Résultats. Entre Janvier 2015 et juin 2017 nous avons formé 325 soignants parmi un total de 509 exerçant dans les 20 EHPAD concernés par notre programme. Pour évaluer l’impact sur les transferts EHPAD-SU nous avons interrogé tous les dossiers de patients transférés vers notre SU depuis les cinq EHPAD à l’origine de 20% des transferts. En 2016 nous enregistrons 162 transferts de résidents, contre 223 en 2014. Ils sont âgés de 91[86,5-94] ans contre 88[84-92] en 2014 (p<0,001). Le sexe ratio est inchangé (30,25% d’hommes en 2016 contre 28,25% en 2014). Il n’y a pas de différence statistiquement significative entre la part de transferts en week-end ni nocturnes. Les motifs de transferts sont sensiblement identiques entre les deux années (chute 29%, respiratoire 20%, neurologique 10%, cardiaque 8%, digestif 10%). Les motifs d’hospitalisation sont superposables. A l’issue de leur passage aux urgences les patients ont été hospitalisés plus longtemps (8,16 jours en 2016, contre 6,5 jours en 2014) avec une mortalité hospitalière plus élevée (9,26% en 2016 contre 5,83% en 2014).

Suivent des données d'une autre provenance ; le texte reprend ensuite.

//! Transient notifications.

use leptos::prelude::*;
use wasm_bindgen::JsCast;

use crate::error::{ApiError, FormError};

const DISMISS_AFTER_MS: i32 = 4000;

#[derive(Debug, Clone, Copy, PartialEq, Eq)]
pub enum ToastKind {
    Success,
    Error,
    Info,
}

impl ToastKind {
    pub fn class(self) -> &'static str {
        match self {
            ToastKind::Success => "toast toast-success",
            ToastKind::Error => "toast toast-error",
            ToastKind::Info => "toast toast-info",
        }
    }
}

#[derive(Debug, Clone, PartialEq)]
pub struct Toast {
    pub id: u32,
    pub kind: ToastKind,
    pub message: String,
}

#[derive(Clone, Copy)]
pub struct Toasts {
    items: RwSignal<Vec<Toast>>,
    next_id: StoredValue<u32>,
}

impl Toasts {
    pub fn new() -> Self {
        Self {
            items: RwSignal::new(vec![]),
            next_id: StoredValue::new(0),
        }
    }

    pub fn items(&self) -> Vec<Toast> {
        self.items.get()
    }

    pub fn push(&self, kind: ToastKind, message: impl Into<String>) {
        let id = self.next_id.get_value();
        self.next_id.set_value(id.wrapping_add(1));
        let message = message.into();
        match kind {
            ToastKind::Error => tracing::warn!("toast: {}", message),
            _ => tracing::debug!("toast: {}", message),
        }
        self.items.update(|items| items.push(Toast { id, kind, message }));
        self.schedule_dismiss(id);
    }

    pub fn success(&self, message: impl Into<String>) {
        self.push(ToastKind::Success, message);
    }

    pub fn error(&self, message: impl Into<String>) {
        self.push(ToastKind::Error, message);
    }

    pub fn info(&self, message: impl Into<String>) {
        self.push(ToastKind::Info, message);
    }

    /// Shows a backend failure. 401s are not shown: the session gate already
    /// sends the user to the login page.
    pub fn api_error(&self, err: &ApiError, fallback: &str) {
        if *err == ApiError::Unauthorized {
            return;
        }
        self.error(err.user_message(fallback));
    }

    pub fn form_error(&self, err: &FormError) {
        self.error(err.to_string());
    }

    pub fn dismiss(&self, id: u32) {
        self.items.update(|items| items.retain(|t| t.id != id));
    }

    fn schedule_dismiss(&self, id: u32) {
        let Some(window) = web_sys::window() else {
            return;
        };
        let toasts = *self;
        let callback = wasm_bindgen::closure::Closure::once(move || toasts.dismiss(id));
        let _ = window.set_timeout_with_callback_and_timeout_and_arguments_0(
            callback.as_ref().unchecked_ref(),
            DISMISS_AFTER_MS,
        );
        callback.forget();
    }
}

impl Default for Toasts {
    fn default() -> Self {
        Self::new()
    }
}

pub fn use_toasts() -> Toasts {
    expect_context::<Toasts>()
}

#[component]
pub fn Toaster() -> impl IntoView {
    let toasts = use_toasts();

    view! {
        <div class="toaster">
            <For
                each=move || toasts.items()
                key=|t| t.id
                children=move |t| {
                    let id = t.id;
                    view! {
                        <div class=t.kind.class() role="status">
                            <span class="toast-message">{t.message}</span>
                            <button
                                class="toast-close"
                                title="Fechar"
                                on:click=move |_| toasts.dismiss(id)
                            >
                                "\u{2715}"
                            </button>
                        </div>
                    }
                }
            />
        </div>
    }
}
//! Recipe collection and shopping list client.
//!
//! Runs in the browser as a Leptos CSR app. The modules below `app`,
//! `components` and `pages` hold no DOM state and are tested natively.

pub mod api;
pub mod app;
pub mod browser;
pub mod components;
pub mod config;
pub mod draft;
pub mod error;
pub mod filter;
pub mod logging;
pub mod models;
pub mod pages;
pub mod session;
pub mod shopping;
pub mod toast;
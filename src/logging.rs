//! `tracing` output for the browser.
//!
//! Events are formatted by `tracing-subscriber` and each finished line is
//! forwarded to the devtools console. Warnings and errors go to
//! `console.error` so they stand out.

use std::io::{self, Write};

use tracing::Level;
use tracing_subscriber::fmt::MakeWriter;
use tracing_subscriber::EnvFilter;

/// Install the global subscriber. Safe to call more than once.
pub fn init(filter: &str) {
    let env_filter = EnvFilter::try_new(filter).unwrap_or_else(|_| EnvFilter::new("info"));

    let _ = tracing_subscriber::fmt()
        .with_env_filter(env_filter)
        .with_writer(ConsoleMakeWriter)
        .with_ansi(false)
        .without_time()
        .with_target(true)
        .try_init();
}

#[derive(Clone, Copy)]
struct ConsoleMakeWriter;

impl<'a> MakeWriter<'a> for ConsoleMakeWriter {
    type Writer = ConsoleWriter;

    fn make_writer(&'a self) -> Self::Writer {
        ConsoleWriter::new(false)
    }

    fn make_writer_for(&'a self, meta: &tracing::Metadata<'_>) -> Self::Writer {
        ConsoleWriter::new(*meta.level() <= Level::WARN)
    }
}

/// Buffers one formatted event and flushes it to the console on drop.
struct ConsoleWriter {
    buf: Vec<u8>,
    is_error: bool,
}

impl ConsoleWriter {
    fn new(is_error: bool) -> Self {
        Self {
            buf: Vec::with_capacity(128),
            is_error,
        }
    }

    fn emit(&mut self) {
        if self.buf.is_empty() {
            return;
        }
        let line = String::from_utf8_lossy(&self.buf);
        let line = line.trim_end();
        if self.is_error {
            web_sys::console::error_1(&line.into());
        } else {
            web_sys::console::log_1(&line.into());
        }
        self.buf.clear();
    }
}

impl Write for ConsoleWriter {
    fn write(&mut self, data: &[u8]) -> io::Result<usize> {
        self.buf.extend_from_slice(data);
        Ok(data.len())
    }

    fn flush(&mut self) -> io::Result<()> {
        self.emit();
        Ok(())
    }
}

impl Drop for ConsoleWriter {
    fn drop(&mut self) {
        self.emit();
    }
}
//! One shopping list: pending and bought items, manual items, bulk recipe
//! add and clean-up of bought items.

use leptos::prelude::*;
use leptos_router::hooks::{use_navigate, use_params_map};
use wasm_bindgen_futures::spawn_local;

use crate::api::use_api;
use crate::browser;
use crate::components::recipe_picker::RecipePicker;
use crate::components::unit_select::UnitSelect;
use crate::draft::format_quantity;
use crate::models::{Recipe, ShoppingItem, ShoppingList, Unit};
use crate::pages::page_navigator;
use crate::shopping::{partition_items, toggled, update_applied, ItemEntry, RecipeSelection};
use crate::toast::use_toasts;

Conclusion. Notre étude valide le bénéfice d’une formation des soignants en EHPAD sur le transfert aux urgences. Elle permet d’optimiser le recours aux urgences hospitalières. La prise en charge des résidents avant transfert est améliorée, leur accueil aux urgences est anticipé, des hospitalisations directes ont pu être organisées. Les soignants en EHPAD formés ont gagné en confiance et en assurance. L’enjeu est de maintenir l’effet de cette formation dans le temps en permettant aux médecins coordonnateurs d’EHPAD de la réaliser.